O secretariado da concelhia do Bloco de Esquerda (BE) do Cartaxo acusa Paulo Caldas e a maioria socialista que gere o município de fazerem ir por água abaixo os fundos de coesão para as águas e saneamento no âmbito da empresa intermunicipal Águas do Ribatejo (AR). “Fundos em que acreditavam (ou fingiam acreditar) e garantiam ter direito a receber mesmo depois de terem abandonado o projecto AR. São eles os responsáveis e todos os que apoiaram esta opção”, critica o BE em nota de imprensa.Para os bloquistas o abandono do projecto Águas do Ribatejo revela-se desastroso a médio e longo prazo, quando forem as gerações vindouras “a pagar o custo desta política leviana e irresponsável, sem rumo e sem sentido de futuro”. Principalmente num momento em que a Comissão Europeia aprova a reprogramação financeira da candidatura da Águas do Ribatejo e os sete municípios aderentes se mantiveram solidários com o projecto intermunicipal, que o BE sempre diz ter defendido em nome do interesse e coesão regionais.O BE considera que o presidente da Câmara do Cartaxo e a maioria socialista que o apoia tentam sacudir a água do capote e fingir controlar a situação ao afirmar que os dois milhões de euros dos fundos seriam uma gota de água no oceano de verbas que a autarquia irá dispor com a concessão privada das águas e saneamento.“Nasce torta a empresa de águas e saneamento criada pela maioria socialista na Câmara Municipal do Cartaxo, mergulhada num negócio com privados, prejudicial para o interesse público.
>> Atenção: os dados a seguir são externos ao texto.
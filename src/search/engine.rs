//! Hybrid search orchestration
//!
//! [`HybridSearchEngine`] validates a request, serves it from the result
//! cache when possible, and otherwise runs the pipeline once per distinct
//! query: candidate generation on both indexes, fusion, pool selection,
//! optional reranking, composite scoring, truncation and presentation.
//!
//! All collaborators (document store, indexes, embedder, scorer, gate,
//! cache backend) are injected through [`HybridSearchEngineBuilder`] and
//! shared read-only; the engine itself is cheap to clone.

use std::sync::Arc;
use std::time::{Duration, Instant};

use tokio::task::JoinHandle;
use tracing::{Instrument, debug, info, info_span, warn};

use crate::config::Config;
use crate::corpus::{DocId, DocumentStore, LoadedCorpus};
use crate::error::{HybrankError, Result};
use crate::search::cache::{CacheKey, CacheStats, CacheStore, ResultCache};
use crate::search::composite::CompositeScorer;
use crate::search::dense::DenseIndex;
use crate::search::diversify::select_pool;
use crate::search::embeddings::{Embedder, HashEmbedder};
use crate::search::fusion::{FusionConfig, fuse};
use crate::search::highlight::{extract_keywords, highlight_snippet};
use crate::search::query::{Query, QueryLimits, SearchMode, SearchRequest};
use crate::search::rerank::{AlwaysAllow, RelevanceScorer, RerankGate, RerankOutcome, Reranker};
use crate::search::result::SearchResult;
use crate::search::sparse::SparseIndex;
use crate::search::text::tokenize;
use crate::search::{IndexHandle, IndexKind};

type Hits = Vec<(DocId, f32)>;

/// Read-only state shared by every request and every cached computation.
struct Pipeline {
    config: Config,
    store: Arc<DocumentStore>,
    dense: IndexHandle<dyn DenseIndex>,
    sparse: IndexHandle<dyn SparseIndex>,
    embedder: Arc<dyn Embedder>,
    reranker: Reranker,
}

impl Pipeline {
    fn dense_hits(&self, query: &Query) -> Result<Hits> {
        let index = self.dense.get()?;
        let embedding =
            self.embedder
                .embed(&query.normalized_text)
                .map_err(|err| HybrankError::IndexUnavailable {
                    index: IndexKind::Dense,
                    reason: format!("query embedding failed: {err}"),
                })?;
        index.search(&embedding, self.config.search.dense_k)
    }

    fn sparse_hits(&self, query: &Query) -> Result<Hits> {
        let index = self.sparse.get()?;
        index.search(&tokenize(&query.normalized_text), self.config.search.sparse_k)
    }

    /// Run both retrieval sides and settle the effective mode, applying the
    /// configured fallbacks when one side of a hybrid request is down.
    fn retrieve(&self, query: &Query) -> Result<(Hits, Hits, SearchMode)> {
        match query.mode {
            SearchMode::Dense => Ok((self.dense_hits(query)?, Vec::new(), SearchMode::Dense)),
            SearchMode::Lexical => Ok((Vec::new(), self.sparse_hits(query)?, SearchMode::Lexical)),
            SearchMode::Hybrid => {
                let (dense, sparse) =
                    rayon::join(|| self.dense_hits(query), || self.sparse_hits(query));
                let search = &self.config.search;
                match (dense, sparse) {
                    (Ok(d), Ok(s)) => Ok((d, s, SearchMode::Hybrid)),
                    (Err(err), Ok(s)) if search.lexical_fallback => {
                        warn!(error = %err, "Dense side down; serving lexical-only");
                        Ok((Vec::new(), s, SearchMode::Lexical))
                    }
                    (Ok(d), Err(err)) if search.dense_fallback => {
                        warn!(error = %err, "Sparse side down; serving dense-only");
                        Ok((d, Vec::new(), SearchMode::Dense))
                    }
                    (Err(err), _) | (_, Err(err)) => Err(err),
                }
            }
        }
    }

    /// [`Self::retrieve`] on the blocking pool; candidate generation is
    /// CPU-bound and must not stall runtime workers.
    async fn retrieve_blocking(
        self: &Arc<Self>,
        query: &Query,
    ) -> Result<(Hits, Hits, SearchMode)> {
        let pipeline = Arc::clone(self);
        let owned = query.clone();
        tokio::task::spawn_blocking(move || pipeline.retrieve(&owned))
            .await
            .map_err(|err| HybrankError::Internal(format!("retrieval task failed: {err}")))?
    }

    async fn execute(self: Arc<Self>, query: &Query) -> Result<SearchResult> {
        let started = Instant::now();

        let (dense, sparse, effective_mode) = self.retrieve_blocking(query).await?;
        let fused = fuse(
            &dense,
            &sparse,
            effective_mode,
            &FusionConfig::from(&self.config.search),
        );
        let total_candidates = fused.len();

        let pool_size = self.config.rerank.pool_size(query.topk);
        let pool = select_pool(&fused, &self.store, &self.config.diversity, pool_size);

        let outcome = if query.rerank_requested {
            let texts = pool
                .iter()
                .map(|c| {
                    self.store
                        .get(c.document_id)
                        .map(|doc| doc.snippet_source.clone())
                        .unwrap_or_default()
                })
                .collect();
            Some(self.reranker.rerank(&query.raw_text, texts).await)
        } else {
            None
        };
        let rerank_scores = outcome.as_ref().and_then(RerankOutcome::scores);

        let mut candidates =
            CompositeScorer::new(query.strategy).score(&pool, rerank_scores, &self.store);
        candidates.truncate(query.topk);

        let keywords = extract_keywords(&query.raw_text);
        for candidate in &mut candidates {
            if let Some(doc) = self.store.get(candidate.document_id) {
                candidate.title.clone_from(&doc.title);
                candidate.url.clone_from(&doc.url);
                candidate.snippet = highlight_snippet(
                    &doc.snippet_source,
                    &keywords,
                    self.config.search.snippet_chars,
                );
            }
        }

        debug!(
            dense = dense.len(),
            sparse = sparse.len(),
            effective_mode = %effective_mode,
            pool = pool.len(),
            elapsed_ms = started.elapsed().as_millis() as u64,
            "Pipeline finished"
        );

        Ok(SearchResult {
            query: query.normalized_text.clone(),
            mode: query.mode,
            candidates,
            cache_hit: false,
            rerank_applied: outcome.as_ref().is_some_and(RerankOutcome::is_applied),
            strategy_used: query.strategy,
            total_candidates,
        })
    }
}

/// Hybrid dense + lexical search engine.
#[derive(Clone)]
pub struct HybridSearchEngine {
    pipeline: Arc<Pipeline>,
    gate: Arc<dyn RerankGate>,
    cache: Option<ResultCache>,
}

impl std::fmt::Debug for HybridSearchEngine {
    fn fmt(&self, f: &mut std::fmt::Formatter<'_>) -> std::fmt::Result {
        f.debug_struct("HybridSearchEngine")
            .field("documents", &self.pipeline.store.len())
            .field("dense_available", &self.pipeline.dense.is_available())
            .field("sparse_available", &self.pipeline.sparse.is_available())
            .field("reranker", &self.pipeline.reranker)
            .field("cache", &self.cache)
            .finish()
    }
}

impl HybridSearchEngine {
    pub fn builder(config: Config) -> HybridSearchEngineBuilder {
        HybridSearchEngineBuilder::new(config)
    }

    pub fn config(&self) -> &Config {
        &self.pipeline.config
    }

    /// Validate a request and finalize its rerank decision.
    fn prepare(&self, request: &SearchRequest) -> Result<Query> {
        let search = &self.pipeline.config.search;
        let query = Query::validate(
            request,
            QueryLimits {
                topk_max: search.topk_max,
                max_query_chars: search.max_query_chars,
            },
        )?;
        let rerank = query.rerank_requested
            && self.pipeline.config.rerank.enabled
            && self.gate.allows(&query.normalized_text);
        Ok(query.with_rerank(rerank))
    }

    /// Answer one query.
    ///
    /// Fails only with `InvalidRequest` or `IndexUnavailable` (or an
    /// internal error if a shared computation is lost). Reranker and cache
    /// backend problems degrade the result instead.
    pub async fn search(&self, request: SearchRequest) -> Result<SearchResult> {
        let query = self.prepare(&request)?;
        let key = CacheKey::for_query(&query);
        let span = info_span!("search", key = key.short());

        async move {
            let started = Instant::now();
            let result = match &self.cache {
                Some(cache) => {
                    let pipeline = Arc::clone(&self.pipeline);
                    let owned = query.clone();
                    let (result, hit) = cache
                        .get_or_compute(key, move || async move { pipeline.execute(&owned).await })
                        .await?;
                    if hit {
                        result.as_cache_hit()
                    } else {
                        SearchResult::clone(&result)
                    }
                }
                None => Arc::clone(&self.pipeline).execute(&query).await?,
            };

            info!(
                query = %query.normalized_text,
                mode = %query.mode,
                topk = query.topk,
                candidates = result.candidates.len(),
                cache_hit = result.cache_hit,
                rerank_applied = result.rerank_applied,
                elapsed_ms = started.elapsed().as_millis() as u64,
                "Search complete"
            );
            Ok(result)
        }
        .instrument(span)
        .await
    }

    /// Cache counters; all zero when caching is disabled.
    pub fn cache_stats(&self) -> CacheStats {
        self.cache.as_ref().map(ResultCache::stats).unwrap_or_default()
    }

    pub fn cache(&self) -> Option<&ResultCache> {
        self.cache.as_ref()
    }

    /// Start the periodic expiry sweep if caching and sweeping are enabled.
    pub fn spawn_cache_sweeper(&self) -> Option<JoinHandle<()>> {
        let seconds = self.pipeline.config.cache.sweep_interval_seconds;
        let cache = self.cache.as_ref()?;
        (seconds > 0).then(|| cache.spawn_sweeper(Duration::from_secs(seconds)))
    }
}

/// Builder for [`HybridSearchEngine`]
pub struct HybridSearchEngineBuilder {
    config: Config,
    store: Option<Arc<DocumentStore>>,
    dense: Option<IndexHandle<dyn DenseIndex>>,
    sparse: Option<IndexHandle<dyn SparseIndex>>,
    embedder: Option<Arc<dyn Embedder>>,
    scorer: Option<Arc<dyn RelevanceScorer>>,
    gate: Arc<dyn RerankGate>,
    cache_store: Option<Arc<dyn CacheStore>>,
}

impl HybridSearchEngineBuilder {
    pub fn new(config: Config) -> Self {
        Self {
            config,
            store: None,
            dense: None,
            sparse: None,
            embedder: None,
            scorer: None,
            gate: Arc::new(AlwaysAllow),
            cache_store: None,
        }
    }

    /// Store plus both index handles.
    #[must_use]
    pub fn corpus(mut self, corpus: LoadedCorpus) -> Self {
        self.store = Some(corpus.store);
        self.dense = Some(corpus.dense);
        self.sparse = Some(corpus.sparse);
        self
    }

    #[must_use]
    pub fn store(mut self, store: Arc<DocumentStore>) -> Self {
        self.store = Some(store);
        self
    }

    #[must_use]
    pub fn dense_index(mut self, dense: IndexHandle<dyn DenseIndex>) -> Self {
        self.dense = Some(dense);
        self
    }

    #[must_use]
    pub fn sparse_index(mut self, sparse: IndexHandle<dyn SparseIndex>) -> Self {
        self.sparse = Some(sparse);
        self
    }

    #[must_use]
    pub fn embedder(mut self, embedder: Arc<dyn Embedder>) -> Self {
        self.embedder = Some(embedder);
        self
    }

    #[must_use]
    pub fn scorer(mut self, scorer: Arc<dyn RelevanceScorer>) -> Self {
        self.scorer = Some(scorer);
        self
    }

    #[must_use]
    pub fn gate(mut self, gate: Arc<dyn RerankGate>) -> Self {
        self.gate = gate;
        self
    }

    /// Replace the in-memory cache backend.
    #[must_use]
    pub fn cache_store(mut self, store: Arc<dyn CacheStore>) -> Self {
        self.cache_store = Some(store);
        self
    }

    /// Assemble the engine.
    ///
    /// A missing index handle is treated as an index that failed to load.
    /// The default embedder is a [`HashEmbedder`] sized to the store.
    pub fn build(self) -> Result<HybridSearchEngine> {
        self.config.validate()?;
        let store = self
            .store
            .ok_or_else(|| HybrankError::Config("engine requires a document store".to_string()))?;

        let dense = self
            .dense
            .unwrap_or_else(|| IndexHandle::unavailable(IndexKind::Dense, "no dense index configured"));
        let sparse = self.sparse.unwrap_or_else(|| {
            IndexHandle::unavailable(IndexKind::Sparse, "no sparse index configured")
        });
        let embedder = self
            .embedder
            .unwrap_or_else(|| Arc::new(HashEmbedder::new(store.dims())));

        let reranker = Reranker::new(
            self.scorer,
            Duration::from_millis(self.config.rerank.timeout_ms),
        );
        let cache = self.config.cache.enabled.then(|| match self.cache_store {
            Some(backend) => {
                ResultCache::new(backend, Duration::from_secs(self.config.cache.ttl_seconds))
            }
            None => ResultCache::from_config(&self.config.cache),
        });

        info!(
            documents = store.len(),
            dense = dense.is_available(),
            sparse = sparse.is_available(),
            reranker = reranker.is_available(),
            cache = cache.is_some(),
            "Search engine ready"
        );

        Ok(HybridSearchEngine {
            pipeline: Arc::new(Pipeline {
                config: self.config,
                store,
                dense,
                sparse,
                embedder,
                reranker,
            }),
            gate: self.gate,
            cache,
        })
    }
}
Quem torto nasce, tarde ou nunca se endireita…”, lê-se na nota.Acusando Paulo Caldas de estar a hipotecar o futuro do concelho, o BE lembra ainda que o novo empréstimo que o autarca quer fazer aprovar para pagar a dívida da autarquia é outra fuga para frente que aumenta a dívida, empenhando o futuro.Falando em navegação à vista na gestão camarária, o BE considera que o ciclo socialista está a terminar. “Quando se deitam fora fundos comunitários e depois se recorre à banca, dizemos não, não é por aí que iremos, não terão o nosso apoio para políticas destas”, conclui o BE.